You know, I’m the guy who writes that annual Blu-ray Wishlist column (Which, I did regularly for a year). I’m a proponent on getting everything in film history bumped up to the next great format. For it to be available in the highest quality presentation possible. However, some things…maybe…maybe they don’t need that sort of effort. Maybe they were fine just ending their run on DVD. Those play in 4K Ultra-HD Blu-ray players and pretty much anywhere still to this day. What’s with this intro? Because two of the Fu Manchu movies from the 1960s are coming to Blu-ray from Blue Underground and I still don’t have True Lies yet. Sure, I know Jess Franco is a popular cult director. And…yeah, they have Christopher Lee, but they are also a whitewashing embarrassment of history.  That’s not even their biggest crime.  They’re pretty much unwatchable. But, here, I’ve done my best for this new set, apologies on the lack of enthusiasm. 

The Blood of Fu Manchu 

The Castle of Fu Manchu 

The first stop on the double feature is The Blood of Fu Manchu. From his secret lair deep within the South American jungle, international super-villain Fu Manchu and his sadistic daughter Lin Tang reveal their latest diabolical plot for world domination: ten beautiful women are infected with an ancient poison so deadly that one kiss from their lips will bring instant death and lead to a global plague.
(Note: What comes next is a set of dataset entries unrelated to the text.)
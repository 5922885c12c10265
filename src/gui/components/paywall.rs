// src/gui/components/paywall.rs
//
// Shown instead of everything else until the user is entitled.
// Both buttons hand off to the provider and (re)start polling.

use eframe::egui::{self, RichText};
use crate::config::consts::PAYWALL_POLL_TRIES;
use crate::gui::app::{App, Gate};

pub fn draw(ui: &mut egui::Ui, app: &mut App) {
    ui.vertical_centered(|ui| {
        ui.add_space(60.0);
        ui.heading("Unlock assessment results");
        ui.add_space(8.0);
        ui.label("Viewing and exporting captured results requires a paid plan.");
        ui.add_space(16.0);

        ui.horizontal(|ui| {
            if ui.button(RichText::new("Unlock").strong()).clicked() {
                logf!("Paywall: open checkout");
                app.entitlement.open_checkout(None);
                app.start_polling();
            }
            if ui.button("I already paid").clicked() {
                logf!("Paywall: open login");
                app.entitlement.open_login_page();
                app.start_polling();
            }
        });

        ui.add_space(12.0);
        match app.gate {
            Gate::Polling { tries, .. } => {
                ui.horizontal(|ui| {
                    ui.add(egui::widgets::Spinner::new().size(14.0));
                    ui.label(format!("Waiting for payment… ({}/{})", tries, PAYWALL_POLL_TRIES));
                });
            }
            Gate::Locked => { ui.label(RichText::new("Not unlocked yet.").weak()); }
            Gate::Unlocked => {}
        }
    });
}
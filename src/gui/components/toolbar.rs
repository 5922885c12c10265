// src/gui/components/toolbar.rs

use eframe::egui;
use crate::{
    config::options::ExportFormat,
    gui::{actions, app::App},
};

pub fn draw(ui: &mut egui::Ui, app: &mut App) {
    // --- Capture input ---
    ui.horizontal(|ui| {
        ui.label("Capture:");
        ui.add(
            egui::TextEdit::singleline(&mut app.state.gui.capture_path)
                .hint_text("page.html / body.json / queue.flight / http://…")
                .font(egui::TextStyle::Monospace),
        );

        if ui.button("Scan").on_hover_text("Force a scan of the capture into the current context").clicked() {
            actions::scan(app);
        }

        let can_reload = app.current_tab().is_some();
        if ui.add_enabled(can_reload, egui::Button::new("Reload")).clicked() {
            actions::reload(app);
        }
    });

    // --- Output ---
    let mut open_folder_clicked = false;
    ui.horizontal(|ui| {
        let export = &mut app.state.options.export;
        let prev = export.format;
        ui.label("Format:");
        ui.selectable_value(&mut export.format, ExportFormat::Csv, "CSV");
        ui.selectable_value(&mut export.format, ExportFormat::Json, "JSON");
        if export.format != prev {
            logf!("UI: Export format → {:?}", export.format);
            if !app.out_path_dirty {
                app.out_path_text = export.out_path().to_string_lossy().into_owned();
            }
        }

        ui.label("Output:");
        if ui
            .add(egui::TextEdit::singleline(&mut app.out_path_text).font(egui::TextStyle::Monospace))
            .changed()
        {
            app.out_path_dirty = true;
            logd!("UI: out_path_text changed (dirty=true) → {}", app.out_path_text);
        }

        if ui.button("📁").on_hover_text("Open output folder").clicked() {
            open_folder_clicked = true;
        }
    });

    if open_folder_clicked {
        actions::open_output_folder(app);
    }

    // --- Actions ---
    ui.horizontal(|ui| {
        if ui.button("Copy").clicked() {
            actions::copy(app, ui.ctx());
        }
        if ui.button("Export CSV").clicked() {
            actions::export(app, ExportFormat::Csv);
        }
        if ui.button("Export JSON").clicked() {
            actions::export(app, ExportFormat::Json);
        }

        ui.label(app.status_text());
    });
}
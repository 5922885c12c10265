// src/extract/decode.rs
use serde_json::Value;

use crate::core::locate::locate_array;
use crate::core::sanitize::quote_bare;
use crate::model::RawResultRecord;

use super::records::extract;

/// Decode a tagged queue string `<prefix>:<payload>` into raw records.
///
/// The same payload shows up either directly evaluable or pre-escaped as a
/// string literal, depending on the capture path. The literal form is tried
/// first; the unescaped form only when the literal one yields nothing.
pub fn decode_tagged(tag: &str) -> Vec<RawResultRecord> {
    let unescaped = unescape_literal(tag).filter(|u| !u.is_empty() && u != tag);

    let candidates = std::iter::once(tag).chain(unescaped.as_deref());
    for cand in candidates {
        let Some(arr) = parse_fragment(cand) else { continue };
        let out = extract(&arr);
        if !out.is_empty() {
            return out;
        }
    }
    Vec::new()
}

/// Read `s` as the inside of a JSON string literal.
pub fn unescape_literal(s: &str) -> Option<String> {
    let quoted = join!("\"", &quote_bare(s), "\"");
    serde_json::from_str::<String>(&quoted).ok()
}

/// Everything after the first `:`, parsed as an array: directly when it
/// starts with `[`, else (or on failure) via the first balanced array span.
fn parse_fragment(cand: &str) -> Option<Vec<Value>> {
    let after = match cand.find(':') {
        Some(i) => &cand[i + 1..],
        None => cand,
    }
    .trim();

    let direct = if after.starts_with('[') {
        serde_json::from_str::<Value>(after).ok()
    } else {
        None
    };
    let parsed = direct.or_else(|| {
        let span = locate_array(after)?;
        serde_json::from_str::<Value>(span).ok()
    })?;

    match parsed {
        Value::Array(items) => Some(items),
        _ => None,
    }
}
// benches/extract.rs
use criterion::{criterion_group, criterion_main, Criterion, black_box};

use csg_scrape::extract::{process_flight, scan_body, scan_document};

/// Synthetic results list shaped like a real streamed fragment.
fn sample_results(n: usize) -> String {
    let items: Vec<String> = (0..n)
        .map(|i| {
            format!(
                r#"{{"testName":"Assessment {i}","frameworkName":"GCA","companies":[{{"_id":"c{i}","name":"Co {i}"}}],"screenDoc":{{"_id":"sd{i}","certificationStatus":"certified","score":{},"maxScore":850,"finishDate":1700000000000,"proctoringOptions":{{"isEnabled":true,"ruleIds":[1,2,3]}}}}}}"#,
                400 + i
            )
        })
        .collect();
    format!(r#"["$","div",null,{{"results":[{}]}}]"#, items.join(","))
}

fn bench_extract(c: &mut Criterion) {
    let payload = sample_results(200);
    let raw_tag = format!("5:{payload}");
    let escaped_tag = format!("5:{}", payload.replace('"', "\\\""));
    let body = format!(r#"{{"data":{}}}"#, payload);
    let doc = format!(
        r#"<html><body><script>self.__next_f.push([1,"{}"])</script></body></html>"#,
        escaped_tag
    );

    c.bench_function("flight_raw", |b| {
        b.iter(|| black_box(process_flight(black_box(&raw_tag))).len())
    });

    c.bench_function("flight_escaped", |b| {
        b.iter(|| black_box(process_flight(black_box(&escaped_tag))).len())
    });

    c.bench_function("net_body_walk", |b| {
        b.iter(|| black_box(scan_body(black_box(&body))).len())
    });

    c.bench_function("document_scan", |b| {
        b.iter(|| black_box(scan_document(black_box(&doc))).len())
    });
}

criterion_group!(benches, bench_extract);
criterion_main!(benches);
// src/csv.rs
use std::io::{self, Write};

use crate::core::sanitize::{csv_text, fmt_number};
use crate::model::NormalizedRecord;

pub const HEADERS: [&str; 17] = [
    "TestName", "Framework", "Maturity", "Companies", "Status", "ScreenStatus",
    "Score", "MaxScore", "Start", "Finish", "NextRetake",
    "ProctoringEnabled", "Video", "Display", "Photo", "ID", "RulesCount",
];

/* ---------------- Writing ---------------- */

fn needs_quotes(field: &str, sep: char) -> bool {
    field.contains(sep) || field.contains('"') || field.contains('\n') || field.contains('\r')
}

/// Write a single CSV row to any writer.
pub fn write_row<W: Write>(mut w: W, row: &[String], sep: char) -> io::Result<()> {
    let mut first = true;
    for cell in row {
        if !first { write!(w, "{}", sep)?; } else { first = false; }
        if needs_quotes(cell, sep) {
            let escaped = cell.replace('"', "\"\"");
            write!(w, "\"{}\"", escaped)?;
        } else {
            write!(w, "{}", cell)?;
        }
    }
    writeln!(w)
}

pub fn rows_to_string(rows: &[Vec<String>], headers: &Option<Vec<String>>, sep: char) -> String {
    let mut buf: Vec<u8> = Vec::new();

    if let Some(h) = headers {
        let _ = write_row(&mut buf, h, sep);
    }
    for r in rows {
        let _ = write_row(&mut buf, r, sep);
    }

    match String::from_utf8(buf) {
        Ok(s) => s,
        Err(e) => String::from_utf8_lossy(&e.into_bytes()).into_owned(),
    }
}

/* ---------------- Records ---------------- */

/// One flat export row; nested fields are joined or counted.
pub fn record_row(r: &NormalizedRecord) -> Vec<String> {
    let companies = r.companies.iter().map(|c| c.name.as_str()).collect::<Vec<_>>().join("|");
    let num = |v: Option<f64>| v.map(fmt_number).unwrap_or_default();
    let p = &r.proctoring_options;

    vec![
        csv_text(&r.test_name),
        csv_text(&r.framework_name),
        csv_text(&r.framework_maturity_level),
        csv_text(&companies),
        r.status.clone(),
        r.screen_status.clone(),
        num(r.score),
        num(r.max_score),
        r.start_date.clone(),
        r.finish_date.clone(),
        r.next_attempt_earliest.clone(),
        p.is_enabled.to_string(),
        p.is_video_required.to_string(),
        p.is_display_required.to_string(),
        p.is_photo_required.to_string(),
        p.is_id_photo_required.to_string(),
        p.rule_ids.len().to_string(),
    ]
}

/// Header line plus one row per record.
pub fn to_csv(records: &[NormalizedRecord]) -> String {
    let headers = Some(HEADERS.iter().map(|h| s!(*h)).collect());
    let rows: Vec<Vec<String>> = records.iter().map(record_row).collect();
    rows_to_string(&rows, &headers, ',')
}
// src/gui/components/context_panel.rs
//
// Left list of stored contexts. Clicking one makes it active and loads it.

use eframe::egui;
use crate::gui::app::App;

pub fn draw(ui: &mut egui::Ui, app: &mut App) {
    ui.heading("Contexts");
    ui.separator();

    let ids = app.bus.coordinator().context_ids();
    if ids.is_empty() {
        ui.label(egui::RichText::new("Nothing captured yet").weak());
        return;
    }

    // Match the scroll bar aesthetics used in the main table
    {
        let s = &mut ui.style_mut().spacing.scroll;
        s.floating = false;
        s.bar_width = 10.0;
        s.handle_min_length = 48.0;
        let visuals = &mut ui.style_mut().visuals;
        visuals.extreme_bg_color = visuals.panel_fill;
    }

    let mut clicked = None;
    egui::ScrollArea::vertical()
        .id_salt("contexts_panel_scroll")
        .show(ui, |ui| {
            for tab in ids {
                let count = app.bus.coordinator().items(tab).len();
                let selected = app.current_tab() == Some(tab);
                if ui.selectable_label(selected, format!("Tab {tab}  ({count})")).clicked() && !selected {
                    clicked = Some(tab);
                }
            }
        });

    if let Some(tab) = clicked {
        app.select_context(tab);
    }
}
Now the Asian madman’s nemesis, Nayland Smith, must desperately hunt an antidote in a savage land where and reign and the ultimate evil lies in The Blood of Fu Manchu.
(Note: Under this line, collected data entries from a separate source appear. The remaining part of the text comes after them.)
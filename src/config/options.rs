// src/config/options.rs
use std::ffi::OsString;
use std::path::{ Path, PathBuf };
use super::consts::*;

#[derive(Clone, Debug, PartialEq, Eq, Default)]
pub struct AppOptions {
    pub capture: CaptureOptions,
    pub export: ExportOptions,
}

/// Where a capture comes from on the command line / viewer toolbar.
#[derive(Clone, Copy, Debug, PartialEq, Eq)]
pub enum InputKind {
    /// Whole HTML document: inline `<script>` scan
    Html,
    /// Captured network response body
    Body,
    /// One tagged queue string per line
    Flight,
    /// Fetched over HTTP, then scanned as a document and a body
    Url,
}

#[derive(Clone, Debug, PartialEq, Eq)]
pub struct CaptureInput {
    pub kind: InputKind,
    pub source: String,
}

impl CaptureInput {
    pub fn new(kind: InputKind, source: impl Into<String>) -> Self {
        Self { kind, source: source.into() }
    }

    /// Guess the input kind from a file extension (viewer toolbar).
    pub fn guess(path: &str) -> Self {
        let lower = path.to_ascii_lowercase();
        let kind = if lower.starts_with("http://") {
            InputKind::Url
        } else if lower.ends_with(".html") || lower.ends_with(".htm") {
            InputKind::Html
        } else if lower.ends_with(".flight") || lower.ends_with(".txt") {
            InputKind::Flight
        } else {
            InputKind::Body
        };
        Self::new(kind, path)
    }
}

#[derive(Clone, Debug, PartialEq, Eq)]
pub struct CaptureOptions {
    /// Browsing context the captures belong to
    pub tab_id: u64,
    pub inputs: Vec<CaptureInput>,
    /// Persist the context snapshot through the coordinator
    pub save: bool,
}

impl Default for CaptureOptions {
    fn default() -> Self {
        Self { tab_id: 0, inputs: Vec::new(), save: false }
    }
}

#[derive(Clone, Copy, Debug, PartialEq, Eq)]
pub enum ExportFormat {
    Csv,
    Json,
}

impl ExportFormat {
    pub fn ext(&self) -> &'static str {
        match self { ExportFormat::Csv => "csv", ExportFormat::Json => "json" }
    }
}

#[derive(Clone, Debug, PartialEq, Eq)]
pub struct ExportOptions {
    pub format: ExportFormat,
    out_path: OutputPath,
}

impl Default for ExportOptions {
    fn default() -> Self {
        Self {
            format: ExportFormat::Csv,
            out_path: OutputPath::default(),
        }
    }
}

impl ExportOptions {
    pub fn out_path(&self) -> PathBuf {
        let mut path = self.out_path.dir.clone();
        let stem = self.out_path.file_stem.to_string_lossy();
        path.push(join!(&*stem, ".", self.format.ext()));
        path
    }

    /// Parse GUI/CLI text into dir + stem. Ignores pasted extension; format controls it.
    pub fn set_path(&mut self, text: &str) {
        let s = text.trim();
        if s.is_empty() { return; }

        let p = Path::new(s);
        if let Some(parent) = p.parent() {
            self.out_path.dir = parent.to_path_buf();
        }
        if let Some(stem) = p.file_stem() {
            self.out_path.file_stem = stem.to_os_string();
        }
    }
}

#[derive(Clone, Debug, PartialEq, Eq)]
struct OutputPath {
    dir: PathBuf,
    file_stem: OsString, // without extension
}

impl Default for OutputPath {
    fn default() -> Self {
        Self {
            dir: PathBuf::from(DEFAULT_OUT_DIR),
            file_stem: OsString::from(DEFAULT_FILE),
        }
    }
}
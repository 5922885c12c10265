// src/bin/cli.rs
use color_eyre::eyre::eyre;
use csg_scrape::cli;

fn main() -> color_eyre::Result<()> {
    color_eyre::install()?;
    cli::run().map_err(|e| eyre!("{e}"))
}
Then in The Castle of Fu Manchu, Christopher Lee returns as the diabolical super-villain who along with his sadistic daughter Lin Tang creates a fiendish new chemical weapon that will turn the seas into a giant block of ice. But when his Archenemy Nayland Smith tracks the madman’s trail of kidnapping, murder and massive global destruction, he himself becomes trapped in Fu’s impenetrable lair of cruelty. Can any of the world’s top secret agent now stop the cold-blooded terror that lives in the The Castle Of Fu Manchu?

Jess Franco and Christopher Lee are both cult icons and legends in the field. Lee gained more prestige as he aged very finely. However, these Fu Manchu films are not ones to judge either by. Granted, times were different then, and though Christopher Lee does to quite an awesome job, he’s completely miscast. Franco also crafts a story that’s really hard to just jump in or even stick around for as the movie progresses.  Many of his more known elements to his craft are here, but its just not working because I’m checking the counter every chance I can. I’ll admit, I haven’t seen the first two films in this series, but if these can’t grab me on a trashy level, I really don’t need to use up any more hours of my life on this series.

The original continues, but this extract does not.